知財コラム

「弁理士の研修について」

 今回は、弁理士の研修についてご紹介します。
 すべての弁理士には継続研修が義務付けられており、原則として5年間で70時間の研修を受ける必要があります。次の5年間も同様であり、弁理士登録している限り継続研修の受講義務があります。継続研修には、全会員が受講しなければならない必須科目があり、その代表は「倫理研修」です。
 倫理研修は、弁理士倫理の徹底を図り、弁理士に対する社会の信用の維持・増大に務めることを目的としております。研修内容は、利益相反、守秘義務、顧客への説明責任、などについて再確認するとともに、集合研修では具体的事例について複数のグループに分かれてディスカッションを行い、グループごとにその結果を発表するなどして理解を深めます。

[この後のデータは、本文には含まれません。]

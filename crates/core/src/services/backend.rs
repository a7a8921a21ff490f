//! Report backend.
//!
//! Provides an abstraction over where reports are filed and looked up.
//! The local implementation keeps them in the key-value store and imitates the
//! response times of a remote service.

use std::time::Duration;

use async_trait::async_trait;
use chrono::{DateTime, Utc};
use crimereport_common::{AppError, AppResult, IdGenerator, config::LatencyConfig};
use crimereport_db::{entities::Report, repositories::ReportRepository};

use crate::services::report_form::NewReport;

/// How many consecutive millisecond values are tried before giving up on
/// finding a free report identifier.
const MAX_ID_ATTEMPTS: i64 = 1_000;

/// Trait for filing and retrieving reports.
#[async_trait]
pub trait ReportBackend: Send + Sync {
    /// File a validated report and return it as stored.
    async fn submit(&self, report: NewReport) -> AppResult<Report>;

    /// Look a report up by exact identifier.
    async fn find(&self, id: &str) -> AppResult<Option<Report>>;

    /// Every filed report, in submission order.
    async fn list(&self) -> AppResult<Vec<Report>>;
}

/// Backend over the local report collection.
#[derive(Clone)]
pub struct LocalReportBackend {
    repo: ReportRepository,
    id_gen: IdGenerator,
    latency: LatencyConfig,
}

impl LocalReportBackend {
    /// Create a backend over `repo` with the given simulated delays.
    #[must_use]
    pub const fn new(repo: ReportRepository, latency: LatencyConfig) -> Self {
        Self {
            repo,
            id_gen: IdGenerator::new(),
            latency,
        }
    }

    /// Identifier derived from `now`, moved forward one millisecond at a time
    /// until it is not one of `taken`.
    fn free_id(&self, taken: &[&str], now: DateTime<Utc>) -> AppResult<String> {
        let start = now.timestamp_millis();
        for offset in 0..MAX_ID_ATTEMPTS {
            let candidate = self.id_gen.report_id_at(start + offset);
            if !taken.contains(&candidate.as_str()) {
                if offset > 0 {
                    tracing::debug!(report_id = %candidate, offset, "Skipped taken report IDs");
                }
                return Ok(candidate);
            }
        }
        Err(AppError::Internal(
            "No free report identifier available".to_string(),
        ))
    }
}

async fn simulate(latency: Duration) {
    if !latency.is_zero() {
        tokio::time::sleep(latency).await;
    }
}

#[async_trait]
impl ReportBackend for LocalReportBackend {
    async fn submit(&self, report: NewReport) -> AppResult<Report> {
        simulate(self.latency.submit()).await;

        let stored = self
            .repo
            .append_with(|taken| {
                let now = Utc::now();
                let id = self.free_id(taken, now)?;
                Ok(report.into_report(id, now))
            })
            .await?;

        tracing::info!(
            report_id = %stored.id,
            crime_type = %stored.crime_type,
            anonymous = stored.anonymous,
            "Report filed"
        );
        Ok(stored)
    }

    async fn find(&self, id: &str) -> AppResult<Option<Report>> {
        simulate(self.latency.lookup()).await;
        self.repo.find_by_id(id).await
    }

    async fn list(&self) -> AppResult<Vec<Report>> {
        self.repo.all().await
    }
}

#[cfg(test)]
#[allow(clippy::unwrap_used)]
mod tests {
    use super::*;
    use crimereport_db::test_utils::{ReportFixture, memory_store, store_with_reports};

    fn backend(repo: ReportRepository) -> LocalReportBackend {
        LocalReportBackend::new(repo, LatencyConfig::none())
    }

    #[test]
    fn test_free_id_skips_taken_values() {
        let now = DateTime::from_timestamp_millis(1_736_951_400_123).unwrap();
        let taken = ["CR400123", "CR400124"];

        let backend = backend(ReportRepository::new(memory_store()));
        assert_eq!(backend.free_id(&taken, now).unwrap(), "CR400125");
        assert_eq!(backend.free_id(&[], now).unwrap(), "CR400123");
    }

    #[tokio::test]
    async fn test_submitted_ids_are_unique() {
        let backend = backend(ReportRepository::new(memory_store()));
        let new_report = crate::services::report_form::ReportForm {
            crime_type: "Fraud".to_string(),
            incident_date: "2025-01-01".to_string(),
            location: "Online".to_string(),
            description: "Fake invoice".to_string(),
            anonymous: true,
            ..Default::default()
        }
        .into_new_report(None)
        .unwrap();

        let mut ids = Vec::new();
        for _ in 0..5 {
            ids.push(backend.submit(new_report.clone()).await.unwrap().id);
        }
        ids.sort();
        ids.dedup();
        assert_eq!(ids.len(), 5);
    }

    #[tokio::test]
    async fn test_find_and_list_read_the_collection() {
        let repo = ReportRepository::new(store_with_reports(&[
            ReportFixture::new("CR000001").build(),
            ReportFixture::new("CR000002").build(),
        ]));
        let backend = backend(repo);

        assert!(backend.find("CR000002").await.unwrap().is_some());
        assert!(backend.find("CR999999").await.unwrap().is_none());
        assert_eq!(backend.list().await.unwrap().len(), 2);
    }

    #[tokio::test(start_paused = true)]
    async fn test_lookup_latency_is_applied() {
        let latency = LatencyConfig {
            lookup_ms: 1_000,
            ..LatencyConfig::none()
        };
        let backend = LocalReportBackend::new(ReportRepository::new(memory_store()), latency);
        let started = tokio::time::Instant::now();

        backend.find("CR000001").await.unwrap();

        assert!(started.elapsed() >= Duration::from_secs(1));
    }
}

 倫理研修のほかにも、弁理士として必ず知っておく必要がある特許法改正などの研修は必須科目に指定されます。
 必須科目以外には、弁理士として身に付けておくべき知識や技能を養成するための「会員研修」、先端技術をテーマにした「先端イノベーション研修」、知財コンサルタントなどの業務に強い弁理士を養成することなどを目的とした「知財ビジネスアカデミー」など多くの研修があります。
 日本弁理士会中国支部でも、地方の会員のレベルアップを図るため、最新の知財情報を中心に研修会を開催しています。